Despite the initial expense, being kosher was always a goal for them, since it is seen by many people as a sign of quality. Their primary agency, the Chicago Rabbinical Council, is both local (an advantage) and globally recognized (Their banana blossom and some products are certified by Kosher Check, a British Columbia-based agency that is also internationally recognized). But there have been challenges.

As with many companies, some of their products are manufactured in places where kosher supervision is difficult. For example, the co-packing facilities they use in Thailand work with non-kosher products, so getting certification for a number of their products produced there is challenging.
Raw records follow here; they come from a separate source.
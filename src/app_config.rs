//! Optional `config.toml` with defaults for the CLI flags.
//!
//! The file is a flat list of `key = value` lines. Strings are double-quoted,
//! numbers are bare, `#` starts a comment outside of strings.

use std::ffi::OsString;
use std::fs;
use std::ops::RangeInclusive;
use std::path::{Path, PathBuf};

use anyhow::{Context, Result, anyhow, bail};
use url::Url;

/// Settings read from the config file. `None` means "not set in the file".
#[derive(Debug, Clone, Default, PartialEq, Eq)]
pub struct FileConfig {
    /// Gateway login URL.
    pub gateway_url: Option<Url>,
    /// Base URL replacing `https://{provider host}`.
    pub provider_base_url: Option<Url>,
    pub connect_timeout_secs: Option<u64>,
    pub read_timeout_secs: Option<u64>,
    /// Delay between second-factor status checks.
    pub poll_interval_ms: Option<u64>,
    /// Status checks per second-factor attempt.
    pub poll_max_attempts: Option<u32>,
    /// Seconds to wait for one second-factor approval.
    pub poll_timeout_secs: Option<u64>,
    /// Credential and second-factor attempts.
    pub max_login_attempts: Option<u32>,
}

impl FileConfig {
    /// Rejects values the CLI would not accept either.
    pub fn validate(&self) -> Result<()> {
        check_range("connect_timeout_secs", self.connect_timeout_secs, 1..=3600)?;
        check_range("read_timeout_secs", self.read_timeout_secs, 1..=3600)?;
        check_range("poll_interval_ms", self.poll_interval_ms, 1..=60_000)?;
        check_range(
            "poll_max_attempts",
            self.poll_max_attempts.map(u64::from),
            1..=100_000,
        )?;
        check_range("poll_timeout_secs", self.poll_timeout_secs, 1..=86_400)?;
        check_range(
            "max_login_attempts",
            self.max_login_attempts.map(u64::from),
            1..=1_000,
        )
    }

    fn set(&mut self, key: &str, value: &str) -> Result<()> {
        match key {
            "gateway_url" => self.gateway_url = Some(http_url(value)?),
            "provider_base_url" => self.provider_base_url = Some(http_url(value)?),
            "connect_timeout_secs" => self.connect_timeout_secs = Some(number(value)?),
            "read_timeout_secs" => self.read_timeout_secs = Some(number(value)?),
            "poll_interval_ms" => self.poll_interval_ms = Some(number(value)?),
            "poll_max_attempts" => self.poll_max_attempts = Some(number(value)?),
            "poll_timeout_secs" => self.poll_timeout_secs = Some(number(value)?),
            "max_login_attempts" => self.max_login_attempts = Some(number(value)?),
            other => bail!("Unknown configuration key: '{other}'"),
        }
        Ok(())
    }
}

const KNOWN_KEYS: [&str; 8] = [
    "gateway_url",
    "provider_base_url",
    "connect_timeout_secs",
    "read_timeout_secs",
    "poll_interval_ms",
    "poll_max_attempts",
    "poll_timeout_secs",
    "max_login_attempts",
];

fn check_range(field: &str, value: Option<u64>, allowed: RangeInclusive<u64>) -> Result<()> {
    match value {
        Some(value) if !allowed.contains(&value) => bail!(
            "Invalid config value for `{field}`: {value}. Expected range: {}..={}",
            allowed.start(),
            allowed.end()
        ),
        _ => Ok(()),
    }
}

/// Where the config file was looked for and what it contained.
#[derive(Debug, Clone)]
pub struct LoadedConfig {
    /// `None` when neither `XDG_CONFIG_HOME` nor `HOME` is set.
    pub path: Option<PathBuf>,
    /// `None` when no file exists at `path`.
    pub config: Option<FileConfig>,
}

/// `$XDG_CONFIG_HOME/weblogin/config.toml`, else `$HOME/.config/weblogin/config.toml`.
#[must_use]
pub fn resolve_default_config_path() -> Option<PathBuf> {
    let base = non_empty_env("XDG_CONFIG_HOME")
        .map(PathBuf::from)
        .or_else(|| non_empty_env("HOME").map(|home| PathBuf::from(home).join(".config")))?;
    Some(base.join("weblogin").join("config.toml"))
}

fn non_empty_env(name: &str) -> Option<OsString> {
    std::env::var_os(name).filter(|value| !value.is_empty())
}

/// Reads the config file at the default location, if there is one.
///
/// A missing file is not an error; an unreadable or invalid one is.
pub fn load_default_file_config() -> Result<LoadedConfig> {
    let path = resolve_default_config_path();
    let config = match &path {
        Some(file) if file.exists() => Some(load_file_config(file)?),
        _ => None,
    };
    Ok(LoadedConfig { path, config })
}

fn load_file_config(path: &Path) -> Result<FileConfig> {
    let text = fs::read_to_string(path)
        .with_context(|| format!("Failed to read config file '{}'", path.display()))?;
    parse_config_str(&text)
        .with_context(|| format!("Failed to parse config file '{}'", path.display()))
}

fn parse_config_str(text: &str) -> Result<FileConfig> {
    let mut config = FileConfig::default();
    for (number, line) in (1..).zip(text.lines()) {
        let line = without_comment(line).trim();
        if line.is_empty() {
            continue;
        }
        let (key, value) = line
            .split_once('=')
            .map(|(key, value)| (key.trim(), value.trim()))
            .ok_or_else(|| anyhow!("Invalid config syntax on line {number}: expected key = value"))?;
        if !KNOWN_KEYS.contains(&key) {
            bail!("Unknown configuration key: '{key}' on line {number}");
        }
        config
            .set(key, value)
            .with_context(|| format!("Invalid `{key}` value on line {number}"))?;
    }
    config.validate()?;
    Ok(config)
}

fn without_comment(line: &str) -> &str {
    let mut quoted = false;
    for (index, ch) in line.char_indices() {
        if ch == '"' {
            quoted = !quoted;
        } else if ch == '#' && !quoted {
            return &line[..index];
        }
    }
    line
}

fn http_url(value: &str) -> Result<Url> {
    let inner = value
        .strip_prefix('"')
        .and_then(|rest| rest.strip_suffix('"'))
        .ok_or_else(|| anyhow!("Expected double-quoted string"))?;
    let url = Url::parse(inner).with_context(|| format!("'{inner}' is not a URL"))?;
    if !matches!(url.scheme(), "http" | "https") {
        bail!("Expected an http or https URL");
    }
    Ok(url)
}

fn number<T: TryFrom<u64>>(value: &str) -> Result<T> {
    let parsed: u64 = value
        .parse()
        .with_context(|| format!("Expected a non-negative integer, got '{value}'"))?;
    T::try_from(parsed).map_err(|_| anyhow!("Integer {parsed} is out of range"))
}
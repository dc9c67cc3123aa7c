//! Session and poll configuration.

use std::time::Duration;

use url::Url;

use crate::error::AuthError;
use crate::http_client::HttpTimeouts;

/// Gateway login URL used when none is configured.
pub const DEFAULT_GATEWAY_URL: &str = "https://weblogin.umich.edu/";

/// Default delay between second-factor status checks.
pub const DEFAULT_POLL_INTERVAL: Duration = Duration::from_secs(2);

/// How the second-factor status endpoint is polled.
///
/// With neither `max_attempts` nor `deadline` set the poll only ends when
/// the provider decides or the session is cancelled.
#[derive(Debug, Clone, Copy, PartialEq, Eq)]
pub struct PollPolicy {
    /// Delay between consecutive status requests.
    pub interval: Duration,
    /// Maximum number of status requests.
    pub max_attempts: Option<u32>,
    /// Maximum wall-clock time spent polling.
    pub deadline: Option<Duration>,
}

impl Default for PollPolicy {
    fn default() -> Self {
        Self {
            interval: DEFAULT_POLL_INTERVAL,
            max_attempts: None,
            deadline: None,
        }
    }
}

impl PollPolicy {
    /// Sets the delay between status requests.
    #[must_use]
    pub fn with_interval(mut self, interval: Duration) -> Self {
        self.interval = interval;
        self
    }

    /// Caps the number of status requests.
    #[must_use]
    pub fn with_max_attempts(mut self, max_attempts: u32) -> Self {
        self.max_attempts = Some(max_attempts);
        self
    }

    /// Caps the total time spent polling.
    #[must_use]
    pub fn with_deadline(mut self, deadline: Duration) -> Self {
        self.deadline = Some(deadline);
        self
    }
}

/// Everything a [`Session`](super::Session) needs besides its cookie jar.
#[derive(Debug, Clone)]
pub struct SessionConfig {
    /// Gateway login URL; GET and the credential POST go here.
    pub gateway_url: Url,
    /// Replaces `https://{provider host}` for every provider endpoint.
    pub provider_base_url: Option<Url>,
    /// Client timeouts.
    pub timeouts: HttpTimeouts,
    /// Second-factor status polling.
    pub poll: PollPolicy,
}

impl Default for SessionConfig {
    fn default() -> Self {
        Self::new(default_gateway_url())
    }
}

impl SessionConfig {
    /// Creates a configuration for `gateway_url` with default timeouts and polling.
    #[must_use]
    pub fn new(gateway_url: Url) -> Self {
        Self {
            gateway_url,
            provider_base_url: None,
            timeouts: HttpTimeouts::default(),
            poll: PollPolicy::default(),
        }
    }

    /// Routes provider traffic to `base` instead of the host named by the gateway.
    #[must_use]
    pub fn with_provider_base_url(mut self, base: Url) -> Self {
        self.provider_base_url = Some(base);
        self
    }

    /// Sets the poll policy.
    #[must_use]
    pub fn with_poll_policy(mut self, poll: PollPolicy) -> Self {
        self.poll = poll;
        self
    }

    /// Sets client timeouts.
    #[must_use]
    pub fn with_timeouts(mut self, timeouts: HttpTimeouts) -> Self {
        self.timeouts = timeouts;
        self
    }

    /// Base URL for the provider at `host`.
    ///
    /// # Errors
    ///
    /// Returns [`AuthError::Protocol`] when `host` does not form a valid URL.
    pub fn provider_base(&self, host: &str) -> Result<Url, AuthError> {
        if let Some(base) = &self.provider_base_url {
            return Ok(base.clone());
        }
        Url::parse(&format!("https://{host}/")).map_err(|e| {
            AuthError::protocol(
                "second-factor configuration",
                format!("provider host '{host}' is not usable: {e}"),
            )
        })
    }
}

/// Parses [`DEFAULT_GATEWAY_URL`]; panics only if the constant is invalid.
#[must_use]
pub fn default_gateway_url() -> Url {
    Url::parse(DEFAULT_GATEWAY_URL)
        .unwrap_or_else(|e| panic!("invalid default gateway URL '{DEFAULT_GATEWAY_URL}': {e}"))
}
//! Exit code logic for the weblogin process.
//!
//! Single responsibility: map the run outcome to a process exit and a message.

use std::process::ExitCode;

use weblogin_core::AuthError;

/// Process outcome.
#[derive(Debug, Clone, Copy, PartialEq, Eq)]
pub(crate) enum ProcessExit {
    Success,
    Failure,
}

impl From<ProcessExit> for ExitCode {
    fn from(exit: ProcessExit) -> Self {
        match exit {
            ProcessExit::Success => ExitCode::SUCCESS,
            ProcessExit::Failure => ExitCode::from(1),
        }
    }
}

/// Determines the process exit outcome and the message for stderr, if any.
pub(crate) fn determine_exit_outcome(result: &anyhow::Result<()>) -> (ProcessExit, Option<String>) {
    match result {
        Ok(()) => (ProcessExit::Success, None),
        Err(error) => (ProcessExit::Failure, Some(describe_failure(error))),
    }
}

fn describe_failure(error: &anyhow::Error) -> String {
    let Some(auth) = error.downcast_ref::<AuthError>() else {
        return format!("{error:#}");
    };
    if auth.is_timeout() {
        "A request timed out.".to_string()
    } else if auth.is_redirect() {
        "Too many redirects.".to_string()
    } else if auth.is_connect() {
        format!("Error connecting to Shibboleth server(s):\n  {auth}")
    } else {
        auth.to_string()
    }
}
But they hope to be able to get certification for their non-certified products in the near future.

Unripe jackfruit, when shredded, has a texture not unlike meat, and is found on the menus of many vegan restaurants for a faux-pulled pork or brisket. While not a source of protein like bean or wheat-based foods, it has become very popular.

Jackfruit Package
Courtesy Edwards & Sons

Edward & Sons has one of the few kosher-certified jackfruit product lines. They have been making shelf stable vegan ingredients for four decades, many of which are kosher certified by North American Kosher or Star-K.

Joel Dee, the CEO and Founder, told Mipikale that they want as many people as possible to enjoy their foods, including those who observe kosher laws. He also noted that many people take the certification as a sign of sanitation and safety.
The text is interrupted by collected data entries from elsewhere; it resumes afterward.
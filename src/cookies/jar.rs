//! Cookie jar shared by the session's HTTP clients.
//!
//! `reqwest::cookie::Jar` cannot be enumerated, so cookies could never be
//! written back to disk. [`PersistentCookieJar`] implements the same
//! `CookieStore` contract over a plain list of [`CookieLine`]s that can be
//! snapshotted for saving.

use std::sync::{PoisonError, RwLock};
use std::time::{SystemTime, UNIX_EPOCH};

use cookie::Cookie;
use reqwest::cookie::CookieStore;
use reqwest::header::HeaderValue;
use tracing::{debug, trace, warn};
use url::Url;

use super::CookieLine;

/// In-memory cookie store that can be loaded from and saved to a cookie file.
#[derive(Debug, Default)]
pub struct PersistentCookieJar {
    cookies: RwLock<Vec<CookieLine>>,
}

impl PersistentCookieJar {
    /// Creates an empty jar.
    #[must_use]
    pub fn new() -> Self {
        Self::default()
    }

    /// Creates a jar holding `cookies`, dropping any that already expired.
    #[must_use]
    pub fn from_cookies(cookies: Vec<CookieLine>) -> Self {
        let now = unix_now();
        let live = cookies
            .into_iter()
            .filter(|cookie| !cookie.is_expired_at(now))
            .collect();
        Self {
            cookies: RwLock::new(live),
        }
    }

    /// Returns every unexpired cookie, session cookies included.
    #[must_use]
    pub fn snapshot(&self) -> Vec<CookieLine> {
        let now = unix_now();
        self.read()
            .iter()
            .filter(|cookie| !cookie.is_expired_at(now))
            .cloned()
            .collect()
    }

    /// Number of cookies currently held.
    #[must_use]
    pub fn len(&self) -> usize {
        self.read().len()
    }

    /// True when the jar holds no cookies.
    #[must_use]
    pub fn is_empty(&self) -> bool {
        self.read().is_empty()
    }

    /// Inserts or replaces a cookie keyed by (name, domain, path).
    pub fn insert(&self, cookie: CookieLine) {
        let mut cookies = self.write();
        cookies.retain(|existing| !same_identity(existing, &cookie));
        cookies.push(cookie);
    }

    fn remove_matching(&self, cookie: &CookieLine) {
        self.write().retain(|existing| !same_identity(existing, cookie));
    }

    fn read(&self) -> std::sync::RwLockReadGuard<'_, Vec<CookieLine>> {
        self.cookies.read().unwrap_or_else(PoisonError::into_inner)
    }

    fn write(&self) -> std::sync::RwLockWriteGuard<'_, Vec<CookieLine>> {
        self.cookies.write().unwrap_or_else(PoisonError::into_inner)
    }
}

impl CookieStore for PersistentCookieJar {
    fn set_cookies(&self, cookie_headers: &mut dyn Iterator<Item = &HeaderValue>, url: &Url) {
        let now = unix_now();
        for header in cookie_headers {
            let Ok(raw) = header.to_str() else {
                warn!(url = %url.path(), "ignoring non-ASCII Set-Cookie header");
                continue;
            };
            match parse_set_cookie(raw, url, now) {
                Some(SetCookie::Store(cookie)) => {
                    debug!(domain = %cookie.domain, name = %cookie.name, "stored cookie");
                    self.insert(cookie);
                }
                Some(SetCookie::Expire(cookie)) => {
                    debug!(domain = %cookie.domain, name = %cookie.name, "expired cookie");
                    self.remove_matching(&cookie);
                }
                None => trace!(url = %url.path(), "rejected Set-Cookie header"),
            }
        }
    }

    fn cookies(&self, url: &Url) -> Option<HeaderValue> {
        let host = url.host_str()?.to_ascii_lowercase();
        let secure_channel = url.scheme() == "https";
        let now = unix_now();

        let cookies = self.read();
        let mut matching: Vec<&CookieLine> = cookies
            .iter()
            .filter(|cookie| {
                !cookie.is_expired_at(now)
                    && domain_matches(cookie, &host)
                    && path_matches(&cookie.path, url.path())
                    && (!cookie.secure || secure_channel)
            })
            .collect();
        if matching.is_empty() {
            return None;
        }
        matching.sort_by(|a, b| b.path.len().cmp(&a.path.len()));

        let header = matching
            .iter()
            .map(|cookie| format!("{}={}", cookie.name, cookie.value()))
            .collect::<Vec<_>>()
            .join("; ");
        HeaderValue::from_str(&header).ok()
    }
}

/// Outcome of interpreting one `Set-Cookie` header.
#[derive(Debug)]
enum SetCookie {
    Store(CookieLine),
    Expire(CookieLine),
}

/// Interprets a `Set-Cookie` header received from `url`.
///
/// Returns `None` for headers that must be ignored (no name, or a `Domain`
/// attribute the request host does not belong to). `Expires` accepts every
/// date form `cookie` understands, including `Thu, 01-Jan-1970 00:00:01 GMT`.
fn parse_set_cookie(raw: &str, url: &Url, now: u64) -> Option<SetCookie> {
    let host = url.host_str()?.to_ascii_lowercase();
    let parsed = Cookie::parse(raw).ok()?;
    let name = parsed.name().trim();
    if name.is_empty() {
        return None;
    }

    let (domain, tailmatch) = match parsed
        .domain()
        .map(|domain| domain.trim_start_matches('.').to_ascii_lowercase())
        .filter(|domain| !domain.is_empty())
    {
        Some(domain) => {
            if host != domain && !host.ends_with(&format!(".{domain}")) {
                return None;
            }
            (format!(".{domain}"), true)
        }
        None => (host, false),
    };

    // Max-Age wins over Expires.
    let expiry = match parsed.max_age() {
        Some(max_age) => Some(match u64::try_from(max_age.whole_seconds()) {
            Ok(0) | Err(_) => 0,
            Ok(seconds) => now.saturating_add(seconds),
        }),
        None => parsed
            .expires_datetime()
            .map(|at| u64::try_from(at.unix_timestamp()).unwrap_or(0)),
    };

    let path = parsed
        .path()
        .filter(|path| path.starts_with('/'))
        .map_or_else(|| default_path(url.path()), ToString::to_string);

    let cookie = CookieLine::new(
        domain,
        tailmatch,
        path,
        parsed.secure().unwrap_or(false),
        parsed.http_only().unwrap_or(false),
        expiry.map_or(0, |at| at.max(1)),
        name.to_string(),
        parsed.value().trim().to_string(),
    );

    match expiry {
        Some(at) if at <= now => Some(SetCookie::Expire(cookie)),
        _ => Some(SetCookie::Store(cookie)),
    }
}

/// RFC 6265 default-path: the request path up to, not including, its last `/`.
fn default_path(request_path: &str) -> String {
    match request_path.rfind('/') {
        Some(0) | None => "/".to_string(),
        Some(idx) => request_path[..idx].to_string(),
    }
}

fn domain_matches(cookie: &CookieLine, host: &str) -> bool {
    let domain = cookie.domain.trim_start_matches('.').to_ascii_lowercase();
    if cookie.tailmatch {
        host == domain || host.ends_with(&format!(".{domain}"))
    } else {
        host == domain
    }
}

fn path_matches(cookie_path: &str, request_path: &str) -> bool {
    if cookie_path == request_path {
        return true;
    }
    request_path.starts_with(cookie_path)
        && (cookie_path.ends_with('/') || request_path[cookie_path.len()..].starts_with('/'))
}

fn same_identity(a: &CookieLine, b: &CookieLine) -> bool {
    a.name == b.name && a.path == b.path && a.domain.eq_ignore_ascii_case(&b.domain)
}

fn unix_now() -> u64 {
    SystemTime::now()
        .duration_since(UNIX_EPOCH)
        .map_or(0, |elapsed| elapsed.as_secs())
}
Being kosher has had its share of challenges, especially when working in places like Sri Lanka and facilities not used to the oversight and segregation that kashrut requires, but they have been successful in making everything work. They try to certify as many products as possible, and only when the cost is unsupportable or there are other limitations do they have an uncertified product.

At Eco-Cuisine, which makes food service mixes, founder Ron Pickarski a classically trained chef and certified meat cutter, was motivated by his failing health condition to become a vegan. This led him to a life long culinary journey to create alternatives to animal-based products. One of the challenges was the time that chefs in food service needed to cost effectively prepare foods that tasted good and were vegan.

Eco-cuisine Buffalo Wings

His solution, shelf-stable mixes that allow for preparation of fresh meat alternatives, including beef- and chicken-style seitan, broths, puddings, pastries, muffins, and an egg replacer to make scrambled “eggs.” These are more cost effective than fresh or frozen alternatives, have a long shelf life, and are designed to replace meat on the menu rather than creating new labor-intensive menus. Sold to food service through major food distributors, consumers can also buy bulk quantities through Amazon.

After a request from a customer, Ron decided to explore making his product kosher. Based in Denver, he turned to Scroll-K on the recommendation from other local manufacturers that had worked with the agency . Scroll-K is recognized by all major national kosher agencies. “It was a fairly easy decision to go kosher. All of our ingredients were already kosher, and the result is an expanded market.” The products are pareve, so can be used in both dairy and meat kitchens. 

soy-based chicken fillets

Another product with a similar approach is Nature’s Prime, which makes soy-protein-based dry mixes to create cutlets, nuggets and slices. They also sell their product as frozen ready-to-cook. Most of their products are certified kosher (OU) and halal.

The meat industry has pushed for regulations that would label plant-based meat as artificial or imitation, and to prohibit the use of words like “meat,” “beef,” “chicken,” and even “burger” in packaging, claiming customer confusion. But the big challenge for plant-based meats may come not from this opposition (many of whom are investing in the companies making these new products), but rather from the potential disruption to both animal and plant-based meats by cellular agriculture.